Several roles are defined in Scrum; these are divided into two groups; pigs and chickens, based on a joke about a pig and a chicken.
A pig and a chicken are walking down a road. The chicken looks at the pig and says, "Hey, why don't we open a restaurant?" The pig looks back at the chicken and says, "Good idea, what do you want to call it?" The chicken thinks about it and says, "Why don't we call it 'Ham and Eggs'?" "I don't think so," says the pig, "I'd be committed but you'd only be involved."
Based on this joke, pigs are the ones committed to the Scrum process; they are the ones with "their bacon on the line". Everyone else is a chicken.
Although chickens are not part of the actual Scrum process, they must be taken into account. An important aspect of Agile is the practice of involving users, business and stakeholders into parts of the process. It is important for the chickens to be engaged and provide feedback into the outputs for review and planning of each sprint. Chickens should definitely attend sprint reviews.

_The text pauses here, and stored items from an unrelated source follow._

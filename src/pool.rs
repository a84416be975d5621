//! Pending transaction pool contract and an in-memory implementation.

use std::collections::{BTreeMap, HashMap};
use std::sync::Arc;

use alloy_consensus::Transaction;
use alloy_primitives::{Address, B256, U256};
use parking_lot::RwLock;
use thiserror::Error;
use tracing::debug;

use crate::chain::ChainReader;
use crate::estimate::TX_GAS;
use crate::state::StateSnapshot;
use crate::types::RecoveredTx;

/// Minimum fee bump, in percent, for replacing a transaction with the same
/// sender and nonce.
pub const PRICE_BUMP_PERCENT: u128 = 10;

/// Reasons the pool refuses a transaction.
#[derive(Debug, Clone, PartialEq, Eq, Error)]
pub enum PoolError {
    #[error("already known")]
    AlreadyKnown,
    #[error("nonce too low: next nonce {state}, tx nonce {tx}")]
    NonceTooLow { state: u64, tx: u64 },
    #[error("invalid chain id: expected {expected}, got {got}")]
    InvalidChainId { expected: u64, got: u64 },
    #[error("intrinsic gas too low")]
    IntrinsicGas,
    #[error("exceeds block gas limit")]
    GasLimit,
    #[error("insufficient funds for gas * price + value: balance {balance}, tx cost {cost}")]
    InsufficientFunds { balance: U256, cost: U256 },
    #[error("replacement transaction underpriced")]
    ReplacementUnderpriced,
}

/// Number of executable and future transactions.
#[derive(Debug, Clone, Copy, Default, PartialEq, Eq)]
pub struct PoolStats {
    pub pending: usize,
    pub queued: usize,
}

/// Pool transactions grouped by sender, then nonce.
#[derive(Debug, Clone, Default, PartialEq, Eq)]
pub struct PoolContent {
    pub pending: BTreeMap<Address, BTreeMap<u64, RecoveredTx>>,
    pub queued: BTreeMap<Address, BTreeMap<u64, RecoveredTx>>,
}

/// The pending transaction set.
pub trait TxPool: Send + Sync {
    fn stats(&self) -> PoolStats;

    /// Next nonce for `address`, counting its gap-free pending transactions.
    fn nonce(&self, address: Address) -> u64;

    /// Validates and inserts a locally submitted transaction.
    fn add_local(&self, tx: RecoveredTx) -> Result<(), PoolError>;

    fn get_tx(&self, hash: B256) -> Option<RecoveredTx>;

    fn content(&self) -> PoolContent;
}

#[derive(Debug, Default)]
struct PoolData {
    by_hash: HashMap<B256, RecoveredTx>,
    by_sender: HashMap<Address, BTreeMap<u64, B256>>,
}

/// In-memory pool validating against the chain head.
pub struct MemoryPool {
    chain: Arc<dyn ChainReader>,
    inner: RwLock<PoolData>,
}

impl MemoryPool {
    pub fn new(chain: Arc<dyn ChainReader>) -> Self {
        Self {
            chain,
            inner: RwLock::new(PoolData::default()),
        }
    }

    fn head_state(&self) -> StateSnapshot {
        let head = self.chain.current_header();
        self.chain.state_at(head.hash()).unwrap_or_default()
    }

    fn validate(&self, tx: &RecoveredTx, state: &StateSnapshot) -> Result<(), PoolError> {
        let expected = self.chain.chain_id();
        if let Some(got) = tx.envelope().chain_id() {
            if got != expected {
                return Err(PoolError::InvalidChainId { expected, got });
            }
        }
        if tx.gas_limit() < TX_GAS {
            return Err(PoolError::IntrinsicGas);
        }
        if tx.gas_limit() > self.chain.current_header().gas_limit() {
            return Err(PoolError::GasLimit);
        }

        let state_nonce = state.nonce(tx.sender());
        if tx.nonce() < state_nonce {
            return Err(PoolError::NonceTooLow {
                state: state_nonce,
                tx: tx.nonce(),
            });
        }

        let balance = state.balance(tx.sender());
        let cost = U256::from(tx.gas_limit())
            .saturating_mul(U256::from(tx.max_fee_per_gas()))
            .saturating_add(tx.value());
        if balance < cost {
            return Err(PoolError::InsufficientFunds { balance, cost });
        }
        Ok(())
    }

    /// Splits a sender's transactions into gap-free pending and queued.
    /// Entries below the state nonce are already mined and skipped.
    fn classify<'a>(data: &'a PoolData, state: &StateSnapshot) -> Vec<(Address, bool, u64, &'a RecoveredTx)> {
        let mut rows = Vec::new();
        for (sender, nonces) in &data.by_sender {
            let mut next = state.nonce(*sender);
            for (&nonce, hash) in nonces.range(next..) {
                let Some(tx) = data.by_hash.get(hash) else {
                    continue;
                };
                let pending = nonce == next;
                if pending {
                    next += 1;
                }
                rows.push((*sender, pending, nonce, tx));
            }
        }
        rows
    }
}

impl TxPool for MemoryPool {
    fn stats(&self) -> PoolStats {
        let state = self.head_state();
        let data = self.inner.read();
        let mut stats = PoolStats::default();
        for (_, pending, _, _) in Self::classify(&data, &state) {
            if pending {
                stats.pending += 1;
            } else {
                stats.queued += 1;
            }
        }
        stats
    }

    fn nonce(&self, address: Address) -> u64 {
        let mut next = self.head_state().nonce(address);
        let data = self.inner.read();
        if let Some(nonces) = data.by_sender.get(&address) {
            while nonces.contains_key(&next) {
                next += 1;
            }
        }
        next
    }

    fn add_local(&self, tx: RecoveredTx) -> Result<(), PoolError> {
        let state = self.head_state();
        self.validate(&tx, &state)?;

        let mut data = self.inner.write();
        let hash = tx.hash();
        if data.by_hash.contains_key(&hash) {
            return Err(PoolError::AlreadyKnown);
        }

        let sender = tx.sender();
        let nonce = tx.nonce();
        let replaced = data.by_sender.get(&sender).and_then(|nonces| nonces.get(&nonce)).copied();
        if let Some(old_hash) = replaced {
            let old_fee = data
                .by_hash
                .get(&old_hash)
                .map(|old| old.max_fee_per_gas())
                .unwrap_or_default();
            let bumped = U256::from(old_fee) * U256::from(100 + PRICE_BUMP_PERCENT);
            if U256::from(tx.max_fee_per_gas()) * U256::from(100) < bumped {
                return Err(PoolError::ReplacementUnderpriced);
            }
            data.by_hash.remove(&old_hash);
            debug!(%old_hash, %hash, "Replaced pool transaction");
        }

        data.by_sender.entry(sender).or_default().insert(nonce, hash);
        data.by_hash.insert(hash, tx);
        debug!(%hash, %sender, nonce, "Added local transaction");
        Ok(())
    }

    fn get_tx(&self, hash: B256) -> Option<RecoveredTx> {
        self.inner.read().by_hash.get(&hash).cloned()
    }

    fn content(&self) -> PoolContent {
        let state = self.head_state();
        let data = self.inner.read();
        let mut content = PoolContent::default();
        for (sender, pending, nonce, tx) in Self::classify(&data, &state) {
            let bucket = if pending {
                &mut content.pending
            } else {
                &mut content.queued
            };
            bucket.entry(sender).or_default().insert(nonce, tx.clone());
        }
        content
    }
}
//! Request and chain data types shared across the query pipeline.

use std::fmt;
use std::str::FromStr;

use alloy_consensus::{Header, Transaction, TxEnvelope};
use alloy_primitives::{Address, Bytes, Log, TxKind, B256, U256};
use serde::{Deserialize, Deserializer};
use tracing::warn;

use crate::error::ApiError;
use crate::executor::{FeeFields, MessageContext};

// ============================================================================
// Block References
// ============================================================================

/// A block height or one of the height tags.
#[derive(Debug, Clone, Copy, PartialEq, Eq, Hash, Default)]
pub enum BlockNumber {
    /// The current chain head.
    #[default]
    Latest,
    /// The pending block. Served from the current head.
    Pending,
    /// The genesis block.
    Earliest,
    /// A concrete height.
    Number(u64),
}

impl FromStr for BlockNumber {
    type Err = ApiError;

    fn from_str(s: &str) -> Result<Self, Self::Err> {
        match s.trim() {
            "latest" => Ok(BlockNumber::Latest),
            "pending" => Ok(BlockNumber::Pending),
            "earliest" => Ok(BlockNumber::Earliest),
            other => {
                let digits = other
                    .strip_prefix("0x")
                    .ok_or_else(|| ApiError::InvalidParams(format!("invalid block number {other:?}")))?;
                u64::from_str_radix(digits, 16)
                    .map(BlockNumber::Number)
                    .map_err(|err| ApiError::InvalidParams(format!("invalid block number {other:?}: {err}")))
            }
        }
    }
}

impl fmt::Display for BlockNumber {
    fn fmt(&self, f: &mut fmt::Formatter<'_>) -> fmt::Result {
        match self {
            BlockNumber::Latest => f.write_str("latest"),
            BlockNumber::Pending => f.write_str("pending"),
            BlockNumber::Earliest => f.write_str("earliest"),
            BlockNumber::Number(n) => write!(f, "{n:#x}"),
        }
    }
}

impl<'de> Deserialize<'de> for BlockNumber {
    fn deserialize<D: Deserializer<'de>>(deserializer: D) -> Result<Self, D::Error> {
        let raw = String::deserialize(deserializer)?;
        raw.parse().map_err(serde::de::Error::custom)
    }
}

/// Either a block number (or tag) or a block hash.
///
/// The enum cannot hold both arms. Requests that name both, or neither, are
/// rejected while deserializing with [`ApiError::AmbiguousReference`].
#[derive(Debug, Clone, Copy, PartialEq, Eq, Hash, Deserialize)]
#[serde(try_from = "RawReference")]
pub enum BlockReference {
    Number(BlockNumber),
    Hash {
        hash: B256,
        require_canonical: bool,
    },
}

impl BlockReference {
    pub const fn latest() -> Self {
        BlockReference::Number(BlockNumber::Latest)
    }

    pub const fn pending() -> Self {
        BlockReference::Number(BlockNumber::Pending)
    }

    pub const fn number(number: u64) -> Self {
        BlockReference::Number(BlockNumber::Number(number))
    }

    pub const fn hash(hash: B256) -> Self {
        BlockReference::Hash {
            hash,
            require_canonical: false,
        }
    }

    pub const fn canonical_hash(hash: B256) -> Self {
        BlockReference::Hash {
            hash,
            require_canonical: true,
        }
    }

    /// Returns true for the `pending` tag.
    pub fn is_pending(&self) -> bool {
        matches!(self, BlockReference::Number(BlockNumber::Pending))
    }
}

impl Default for BlockReference {
    fn default() -> Self {
        Self::latest()
    }
}

impl From<BlockNumber> for BlockReference {
    fn from(number: BlockNumber) -> Self {
        BlockReference::Number(number)
    }
}

impl From<B256> for BlockReference {
    fn from(hash: B256) -> Self {
        BlockReference::hash(hash)
    }
}

impl fmt::Display for BlockReference {
    fn fmt(&self, f: &mut fmt::Formatter<'_>) -> fmt::Result {
        match self {
            BlockReference::Number(number) => number.fmt(f),
            BlockReference::Hash { hash, .. } => write!(f, "{hash}"),
        }
    }
}

impl FromStr for BlockReference {
    type Err = ApiError;

    /// Parses a tag, a hex height, or a 32-byte hex hash.
    fn from_str(s: &str) -> Result<Self, Self::Err> {
        let s = s.trim();
        if s.len() == 66 && s.starts_with("0x") {
            let hash = B256::from_str(s)
                .map_err(|err| ApiError::InvalidParams(format!("invalid block hash {s:?}: {err}")))?;
            return Ok(BlockReference::hash(hash));
        }
        s.parse().map(BlockReference::Number)
    }
}

#[derive(Deserialize)]
#[serde(untagged)]
enum RawReference {
    Text(String),
    Object(RawReferenceObject),
}

#[derive(Deserialize)]
#[serde(rename_all = "camelCase")]
struct RawReferenceObject {
    #[serde(default)]
    block_number: Option<BlockNumber>,
    #[serde(default)]
    block_hash: Option<B256>,
    #[serde(default)]
    require_canonical: bool,
}

impl TryFrom<RawReference> for BlockReference {
    type Error = ApiError;

    fn try_from(raw: RawReference) -> Result<Self, Self::Error> {
        match raw {
            RawReference::Text(text) => text.parse(),
            RawReference::Object(object) => match (object.block_number, object.block_hash) {
                (Some(number), None) => Ok(BlockReference::Number(number)),
                (None, Some(hash)) => Ok(BlockReference::Hash {
                    hash,
                    require_canonical: object.require_canonical,
                }),
                _ => Err(ApiError::AmbiguousReference),
            },
        }
    }
}

// ============================================================================
// Call Messages
// ============================================================================

/// Arguments for `call`, `estimate_gas` and `send_transaction`.
#[derive(Debug, Clone, Default, PartialEq, Eq, Deserialize)]
#[serde(rename_all = "camelCase")]
pub struct CallMessage {
    #[serde(default)]
    pub from: Option<Address>,
    #[serde(default)]
    pub to: Option<Address>,
    #[serde(default, with = "alloy_serde::quantity::opt")]
    pub gas: Option<u64>,
    #[serde(default, with = "alloy_serde::quantity::opt")]
    pub gas_price: Option<u128>,
    #[serde(default, with = "alloy_serde::quantity::opt")]
    pub max_fee_per_gas: Option<u128>,
    #[serde(default, with = "alloy_serde::quantity::opt")]
    pub max_priority_fee_per_gas: Option<u128>,
    #[serde(default)]
    pub value: Option<U256>,
    #[serde(default, alias = "data")]
    pub input: Option<Bytes>,
    #[serde(default, with = "alloy_serde::quantity::opt")]
    pub nonce: Option<u64>,
}

impl CallMessage {
    /// Sender, defaulting to the zero address.
    pub fn sender(&self) -> Address {
        self.from.unwrap_or(Address::ZERO)
    }

    /// Rejects messages that mix legacy and fee-market pricing.
    pub fn check_fee_fields(&self) -> Result<(), ApiError> {
        if self.gas_price.is_some()
            && (self.max_fee_per_gas.is_some() || self.max_priority_fee_per_gas.is_some())
        {
            return Err(ApiError::ConflictingFeeFields);
        }
        Ok(())
    }

    /// Highest price per gas the sender may be charged: `gasPrice`, else
    /// `maxFeePerGas`, else zero.
    pub fn fee_cap(&self) -> Result<u128, ApiError> {
        self.check_fee_fields()?;
        Ok(self.gas_price.or(self.max_fee_per_gas).unwrap_or_default())
    }

    /// Returns a copy with the gas limit replaced.
    pub fn with_gas(&self, gas: u64) -> Self {
        Self {
            gas: Some(gas),
            ..self.clone()
        }
    }

    /// Builds the execution message.
    ///
    /// Gas defaults to `gas_cap`, or `u64::MAX / 2` without a cap, and a
    /// nonzero cap always bounds it.
    pub fn to_message_context(&self, gas_cap: u64) -> Result<MessageContext, ApiError> {
        self.check_fee_fields()?;
        let fees = match (self.gas_price, self.max_fee_per_gas, self.max_priority_fee_per_gas) {
            (Some(gas_price), _, _) => FeeFields::Legacy { gas_price },
            (None, None, None) => FeeFields::Legacy { gas_price: 0 },
            (None, max_fee, max_priority_fee) => FeeFields::Dynamic {
                max_fee_per_gas: max_fee.unwrap_or_default(),
                max_priority_fee_per_gas: max_priority_fee.unwrap_or_default(),
            },
        };

        let mut gas = self
            .gas
            .unwrap_or(if gas_cap != 0 { gas_cap } else { u64::MAX / 2 });
        if gas_cap != 0 && gas_cap < gas {
            warn!(requested = gas, cap = gas_cap, "Caller gas above allowance, capping");
            gas = gas_cap;
        }

        Ok(MessageContext {
            caller: self.sender(),
            to: self.to,
            value: self.value.unwrap_or_default(),
            input: self.input.clone().unwrap_or_default(),
            gas_limit: gas,
            fees,
            nonce: self.nonce,
        })
    }
}

// ============================================================================
// Chain Data
// ============================================================================

/// A header together with its hash.
#[derive(Debug, Clone, PartialEq, Eq)]
pub struct SealedHeader {
    header: Header,
    hash: B256,
}

impl SealedHeader {
    /// Hashes and seals the header.
    pub fn seal(header: Header) -> Self {
        let hash = header.hash_slow();
        Self { header, hash }
    }

    pub fn hash(&self) -> B256 {
        self.hash
    }

    pub fn header(&self) -> &Header {
        &self.header
    }

    pub fn number(&self) -> u64 {
        self.header.number
    }

    pub fn parent_hash(&self) -> B256 {
        self.header.parent_hash
    }

    pub fn gas_limit(&self) -> u64 {
        self.header.gas_limit
    }

    pub fn base_fee(&self) -> Option<u64> {
        self.header.base_fee_per_gas
    }

    pub fn timestamp(&self) -> u64 {
        self.header.timestamp
    }

    /// An unsealed child header: next height, same gas limit and base fee,
    /// twelve seconds later.
    pub fn child(&self) -> Header {
        Header {
            parent_hash: self.hash,
            number: self.number() + 1,
            gas_limit: self.gas_limit(),
            base_fee_per_gas: self.base_fee(),
            timestamp: self.timestamp() + 12,
            beneficiary: self.header.beneficiary,
            ..Default::default()
        }
    }
}

/// A transaction paired with its recovered sender.
#[derive(Debug, Clone, PartialEq, Eq)]
pub struct RecoveredTx {
    envelope: TxEnvelope,
    sender: Address,
}

impl RecoveredTx {
    pub fn new(envelope: TxEnvelope, sender: Address) -> Self {
        Self { envelope, sender }
    }

    pub fn hash(&self) -> B256 {
        *self.envelope.tx_hash()
    }

    pub fn sender(&self) -> Address {
        self.sender
    }

    pub fn envelope(&self) -> &TxEnvelope {
        &self.envelope
    }

    pub fn nonce(&self) -> u64 {
        self.envelope.nonce()
    }

    pub fn gas_limit(&self) -> u64 {
        self.envelope.gas_limit()
    }

    pub fn value(&self) -> U256 {
        self.envelope.value()
    }

    /// Recipient, `None` for contract creation.
    pub fn to(&self) -> Option<Address> {
        match self.envelope.kind() {
            TxKind::Call(to) => Some(to),
            TxKind::Create => None,
        }
    }

    /// Gas price for legacy transactions, max fee for fee-market ones.
    pub fn max_fee_per_gas(&self) -> u128 {
        self.envelope.max_fee_per_gas()
    }

    /// Price actually paid per gas in a block with the given base fee.
    ///
    /// With a base fee this is the base fee plus the effective tip. Blocks
    /// without one charge the legacy gas price.
    pub fn effective_gas_price(&self, base_fee: Option<u64>) -> u128 {
        match base_fee {
            Some(base_fee) => {
                u128::from(base_fee) + self.envelope.effective_tip_per_gas(base_fee).unwrap_or_default()
            }
            None => self
                .envelope
                .gas_price()
                .unwrap_or_else(|| self.envelope.max_fee_per_gas()),
        }
    }
}

/// A block body with recovered transactions.
#[derive(Debug, Clone, PartialEq, Eq)]
pub struct Block {
    pub header: SealedHeader,
    pub transactions: Vec<RecoveredTx>,
}

/// Execution receipt as persisted by the chain.
#[derive(Debug, Clone, PartialEq, Eq)]
pub struct StoredReceipt {
    pub success: bool,
    pub gas_used: u64,
    pub cumulative_gas_used: u64,
    pub contract_address: Option<Address>,
    pub logs: Vec<Log>,
}

/// Position of a mined transaction.
#[derive(Debug, Clone, Copy, PartialEq, Eq)]
pub struct TxLocation {
    pub block_hash: B256,
    pub block_number: u64,
    pub index: u64,
}
//! Block reference resolution.

use tracing::trace;

use crate::chain::ChainReader;
use crate::config::CanonicalPolicy;
use crate::error::ApiError;
use crate::state::StateSnapshot;
use crate::types::{BlockNumber, BlockReference, SealedHeader};

/// Resolves a reference to a header.
///
/// `latest` and `pending` both resolve to the current head; numbers and
/// `earliest` are canonical lookups; hashes match any known block unless the
/// reference requires a canonical one and `policy` enforces it.
pub fn resolve_header(
    chain: &dyn ChainReader,
    reference: &BlockReference,
    policy: CanonicalPolicy,
) -> Result<SealedHeader, ApiError> {
    let header = match *reference {
        BlockReference::Number(BlockNumber::Latest | BlockNumber::Pending) => Some(chain.current_header()),
        BlockReference::Number(BlockNumber::Earliest) => chain.header_by_number(0),
        BlockReference::Number(BlockNumber::Number(number)) => chain.header_by_number(number),
        BlockReference::Hash {
            hash,
            require_canonical,
        } => {
            let header = chain.header_by_hash(hash).ok_or(ApiError::NotFound(*reference))?;
            if require_canonical && policy == CanonicalPolicy::Enforce {
                ensure_canonical(chain, &header)?;
            }
            Some(header)
        }
    };
    header.ok_or(ApiError::NotFound(*reference))
}

/// Resolves a reference to its header and a private copy of the post-state.
pub fn resolve_state(
    chain: &dyn ChainReader,
    reference: &BlockReference,
    policy: CanonicalPolicy,
) -> Result<(SealedHeader, StateSnapshot), ApiError> {
    let header = resolve_header(chain, reference, policy)?;
    let state = chain
        .state_at(header.hash())
        .ok_or(ApiError::StateUnavailable(header.hash()))?;
    trace!(%reference, number = header.number(), hash = %header.hash(), "Resolved block reference");
    Ok((header, state))
}

fn ensure_canonical(chain: &dyn ChainReader, header: &SealedHeader) -> Result<(), ApiError> {
    let hash = header.hash();
    match chain.canonical_hash(header.number()) {
        Some(canonical) if canonical == hash => Ok(()),
        _ => Err(ApiError::NonCanonical(hash)),
    }
}

#[cfg(test)]
mod tests {
    use super::*;
    use crate::chain::MemoryChain;
    use crate::types::Block;
    use alloy_consensus::Header;
    use alloy_primitives::B256;

    struct Fixture {
        chain: MemoryChain,
        genesis: B256,
        canonical: B256,
        side: B256,
    }

    fn fixture() -> Fixture {
        let chain = MemoryChain::new(
            1,
            Header {
                gas_limit: 30_000_000,
                ..Default::default()
            },
            StateSnapshot::new(),
        );
        let genesis = chain.current_header();
        let insert = |extra: u8, canonical: bool| {
            let mut header = genesis.child();
            header.extra_data = vec![extra].into();
            let block = Block {
                header: SealedHeader::seal(header),
                transactions: Vec::new(),
            };
            chain
                .insert_block(block, Vec::new(), StateSnapshot::new(), canonical)
                .unwrap()
        };
        let canonical = insert(1, true);
        let side = insert(2, false);
        Fixture {
            genesis: genesis.hash(),
            canonical,
            side,
            chain,
        }
    }

    #[test]
    fn test_tags_resolve_to_head() {
        let f = fixture();
        for reference in [BlockReference::latest(), BlockReference::pending()] {
            let header = resolve_header(&f.chain, &reference, CanonicalPolicy::Enforce).unwrap();
            assert_eq!(header.hash(), f.canonical);
        }
        let earliest = BlockReference::Number(BlockNumber::Earliest);
        let header = resolve_header(&f.chain, &earliest, CanonicalPolicy::Enforce).unwrap();
        assert_eq!(header.hash(), f.genesis);
    }

    #[test]
    fn test_missing_number_and_hash() {
        let f = fixture();
        let reference = BlockReference::number(99);
        assert_eq!(
            resolve_header(&f.chain, &reference, CanonicalPolicy::Enforce),
            Err(ApiError::NotFound(reference))
        );
        let reference = BlockReference::hash(B256::repeat_byte(3));
        assert_eq!(
            resolve_state(&f.chain, &reference, CanonicalPolicy::Enforce).map(|(h, _)| h),
            Err(ApiError::NotFound(reference))
        );
    }

    #[test]
    fn test_canonical_enforcement() {
        let f = fixture();
        let reference = BlockReference::canonical_hash(f.side);
        assert_eq!(
            resolve_header(&f.chain, &reference, CanonicalPolicy::Enforce),
            Err(ApiError::NonCanonical(f.side))
        );
        let header = resolve_header(&f.chain, &reference, CanonicalPolicy::Ignore).unwrap();
        assert_eq!(header.hash(), f.side);

        // Without the flag a side block is always accepted.
        let header =
            resolve_header(&f.chain, &BlockReference::hash(f.side), CanonicalPolicy::Enforce).unwrap();
        assert_eq!(header.hash(), f.side);

        let header = resolve_header(
            &f.chain,
            &BlockReference::canonical_hash(f.canonical),
            CanonicalPolicy::Enforce,
        )
        .unwrap();
        assert_eq!(header.hash(), f.canonical);
    }
}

Chickens can attend daily Scrums but they have to stand on the periphery. They are not active participants, they can’t interfere with the meeting in any way; this includes talking, gesticulating or making noise. If they have questions or issues to raise, they can approach the ScrumMaster either before or after the daily Scrum meeting. At the end of the daily Scrum, the ScrumMaster may facilitate small breakout discussions that include the chickens; but these sessions must be aligned with the current sprint or part of the very limited time allocated within the sprint for “other stuff”.
Pig Roles (people who are assigned work and accountable for sprint deliverables)
Within the Scrum process, pigs are the people who will make the final decision for their tasks.
Chicken Roles (people who are interested, but are not accountable for sprint deliverables)
Since the chickens might be very vocal if they don’t feel included in the Scrum process, the pigs must find ways to keep them involved all along the project.
Pigs and chickens living together in harmony!
Although these two animals have roles and responsibilities that are very different, at the end of the day it’s about creating synergies between these two. There are a few concerns that can emerge from this relationship; here are the most common ones:
How to leverage the experience or knowledge of chickens?
The ideal way is to assure that the pigs actively seek feedback as needed from the chickens. By having the pigs consistently initiate the process to gather input from the chickens it will help build a long term and trusting relationship.
How to protect the rights of pigs?
Once the “What” has been understood by the pigs, the “How” must be left for the pigs to figure out (while keeping the communication open with the chickens throughout the process). The pigs are not only committed but also experts in delivering solutions. This goes back to the old adage about chickens (business users) not presenting solutions in search of a problem, but focusing on the real problem or need and letting the pigs think and propose the right solution.